What to notice: the Sombrero Galaxy mixes a bright bulge with a thin dust-rich disk. Real galaxies often sit between tidy textbook categories, so classification is a starting point for physical interpretation. (Credit: NASA/ESA/Hubble)

One important warning: the Hubble sequence is a classification scheme, not an evolutionary path. Ellipticals do not automatically turn into spirals, and spirals do not naturally march along the tuning fork from one subtype to another. The sequence helps us sort what galaxies look like today; the physical history has to be inferred from stellar populations, gas, dynamics, and environment.

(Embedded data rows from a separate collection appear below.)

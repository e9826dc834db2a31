//! Runtime services and shared state for ticket-triage.

use std::{sync::Arc, time::Duration};

use tracing::{info, instrument};

use crate::{
    base::{
        config::Config,
        roster::load_roster,
        types::{Res, Void},
    },
    interaction::http::{self, AppState},
    service::{classify::Classifier, embed::Embedder, store::TicketStore},
    triage::{EmbeddingIndex, PriorityClassifier, Triager},
};

/// Runtime service context that can be shared across the application.
///
/// Everything in here is read-only after [`Runtime::new`] except the ticket
/// store. It is designed to be trivially cloneable, allowing it to be passed
/// around without the need for `Arc` or `Mutex`.
#[derive(Clone)]
pub struct Runtime {
    /// The configuration for the application.
    pub config: Config,
    /// The triage pipeline over the loaded roster.
    pub triager: Triager,
    /// The ticket store instance.
    pub store: TicketStore,
}

impl Runtime {
    /// Create a new runtime instance.
    ///
    /// Loads the roster and embeds it up front; an empty or invalid roster
    /// fails here, before any request is served.
    #[instrument(skip_all)]
    pub async fn new(config: Config) -> Res<Self> {
        let roster = load_roster(config.roster_path.as_deref())?;

        // Initialize the inference backends.
        let embedder = Embedder::from_config(&config)?;
        let classifier = Classifier::from_config(&config, &embedder)?;

        info!("Using `{}` embeddings and `{}` classification.", config.embedding_backend, config.classifier_backend);

        // Embed the roster.
        let index = EmbeddingIndex::build(roster, embedder).await?;

        let triager = Triager::new(Arc::new(index), PriorityClassifier::new(classifier));

        Ok(Self::with_parts(config, triager, TicketStore::memory()))
    }

    /// Assemble a runtime from prebuilt parts.
    pub fn with_parts(config: Config, triager: Triager, store: TicketStore) -> Self {
        Self { config, triager, store }
    }

    /// State handed to the HTTP handlers.
    pub fn app_state(&self) -> AppState {
        AppState {
            triager: self.triager.clone(),
            store: self.store.clone(),
            triage_timeout: Duration::from_secs(self.config.triage_timeout_secs),
        }
    }

    /// Serve HTTP until Ctrl-C.
    pub async fn start(&self) -> Void {
        let listener = tokio::net::TcpListener::bind(&self.config.bind_address).await?;
        info!("Listening on {} ...", listener.local_addr()?);

        axum::serve(listener, http::router(self.app_state()))
            .with_graceful_shutdown(async {
                let _ = tokio::signal::ctrl_c().await;
                info!("Shutting down ...");
            })
            .await?;

        Ok(())
    }
}
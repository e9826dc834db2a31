//! Skill embeddings for the roster and nearest-specialist lookup.

use std::collections::HashSet;

use futures::future::try_join_all;
use tracing::{debug, info, instrument};

use crate::{
    base::{error::TriageError, types::Employer},
    service::embed::{Embedder, cosine_similarity},
};

/// Precomputed embedding of one specialist's skill set.
#[derive(Debug, Clone, PartialEq)]
pub struct EmbeddingRecord {
    pub employer_id: String,
    pub skills: Vec<String>,
    pub embedding: Vec<f32>,
}

/// The best specialist for a piece of text.
#[derive(Debug, Clone, PartialEq)]
pub struct SkillMatch {
    pub employer_id: String,
    pub score: f32,
    pub skills: Vec<String>,
}

/// Immutable index over a roster.
///
/// Built once; queries only read, so one instance can be shared behind an
/// `Arc` by any number of concurrent triages.
pub struct EmbeddingIndex {
    embedder: Embedder,
    roster: Vec<Employer>,
    records: Vec<EmbeddingRecord>,
}

impl EmbeddingIndex {
    /// Embed every employer's comma-joined skills.
    ///
    /// Fails with [`TriageError::EmptyRoster`] on an empty roster and with
    /// [`TriageError::DuplicateEmployer`] when two entries share an id.
    #[instrument(name = "EmbeddingIndex::build", skip_all, fields(roster_size = roster.len()))]
    pub async fn build(roster: Vec<Employer>, embedder: Embedder) -> Result<Self, TriageError> {
        if roster.is_empty() {
            return Err(TriageError::EmptyRoster);
        }

        let mut seen = HashSet::new();
        for employer in &roster {
            if !seen.insert(employer.id.as_str()) {
                return Err(TriageError::DuplicateEmployer(employer.id.clone()));
            }
        }

        let skill_texts = roster.iter().map(Employer::skill_text).collect::<Vec<_>>();
        let embeddings = try_join_all(skill_texts.iter().map(|text| embedder.embed(text))).await.map_err(TriageError::Inference)?;

        let dims = embeddings[0].len();
        for (employer, embedding) in roster.iter().zip(&embeddings) {
            check_embedding(embedding, dims).map_err(|err| TriageError::Inference(err.context(format!("skills of `{}`", employer.id))))?;
        }

        let records = roster
            .iter()
            .zip(embeddings)
            .map(|(employer, embedding)| EmbeddingRecord {
                employer_id: employer.id.clone(),
                skills: employer.skills.clone(),
                embedding,
            })
            .collect();

        info!("Indexed {} specialists ({dims} dimensions).", roster.len());

        Ok(Self { embedder, roster, records })
    }

    /// The roster the index was built from, in insertion order.
    pub fn roster(&self) -> &[Employer] {
        &self.roster
    }

    pub fn records(&self) -> &[EmbeddingRecord] {
        &self.records
    }

    /// Look up an employer by id.
    pub fn employer(&self, id: &str) -> Option<&Employer> {
        self.roster.iter().find(|employer| employer.id == id)
    }

    /// Find the specialist whose skills are closest to `text`.
    ///
    /// Records are scanned in roster order and the best is only replaced on a
    /// strictly greater score, so the earliest specialist wins a tie.
    #[instrument(name = "EmbeddingIndex::query", skip_all)]
    pub async fn query(&self, text: &str) -> Result<SkillMatch, TriageError> {
        let query = self.embedder.embed(text).await.map_err(TriageError::Inference)?;

        let dims = self.records.first().map(|record| record.embedding.len()).ok_or(TriageError::NoMatchFound)?;
        check_embedding(&query, dims).map_err(|err| TriageError::Inference(err.context("ticket text")))?;

        let mut best: Option<(&EmbeddingRecord, f32)> = None;

        for record in &self.records {
            let score = cosine_similarity(&query, &record.embedding).map_err(TriageError::Inference)?;
            debug!("Similarity with `{}`: {score:.4}", record.employer_id);

            if best.is_none_or(|(_, best_score)| score > best_score) {
                best = Some((record, score));
            }
        }

        let (record, score) = best.ok_or(TriageError::NoMatchFound)?;

        Ok(SkillMatch {
            employer_id: record.employer_id.clone(),
            score,
            skills: record.skills.clone(),
        })
    }
}

/// Embeddings must be non-empty, finite, and `dims` long.
fn check_embedding(embedding: &[f32], dims: usize) -> anyhow::Result<()> {
    if embedding.is_empty() {
        return Err(anyhow::anyhow!("Embedder returned an empty vector."));
    }

    if embedding.len() != dims {
        return Err(anyhow::anyhow!("Embedder returned {} dimensions, expected {dims}.", embedding.len()));
    }

    if embedding.iter().any(|value| !value.is_finite()) {
        return Err(anyhow::anyhow!("Embedder returned a non-finite value."));
    }

    Ok(())
}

Use this as a corrective to the tempting but wrong idea that galaxy type is a fixed identity. Follow the projected Milky Way-Andromeda interaction from separate spirals to a merged elliptical-like remnant.

What to notice: the stars mostly pass by one another, but the gas does not. Gas compression triggers star formation, and later gas depletion helps leave behind a more mature, less star-forming system.

The Whirlpool Galaxy is a concrete example of why morphology is historical evidence. Its spiral structure and companion are not independent facts; the interaction helps shape the very pattern we classify.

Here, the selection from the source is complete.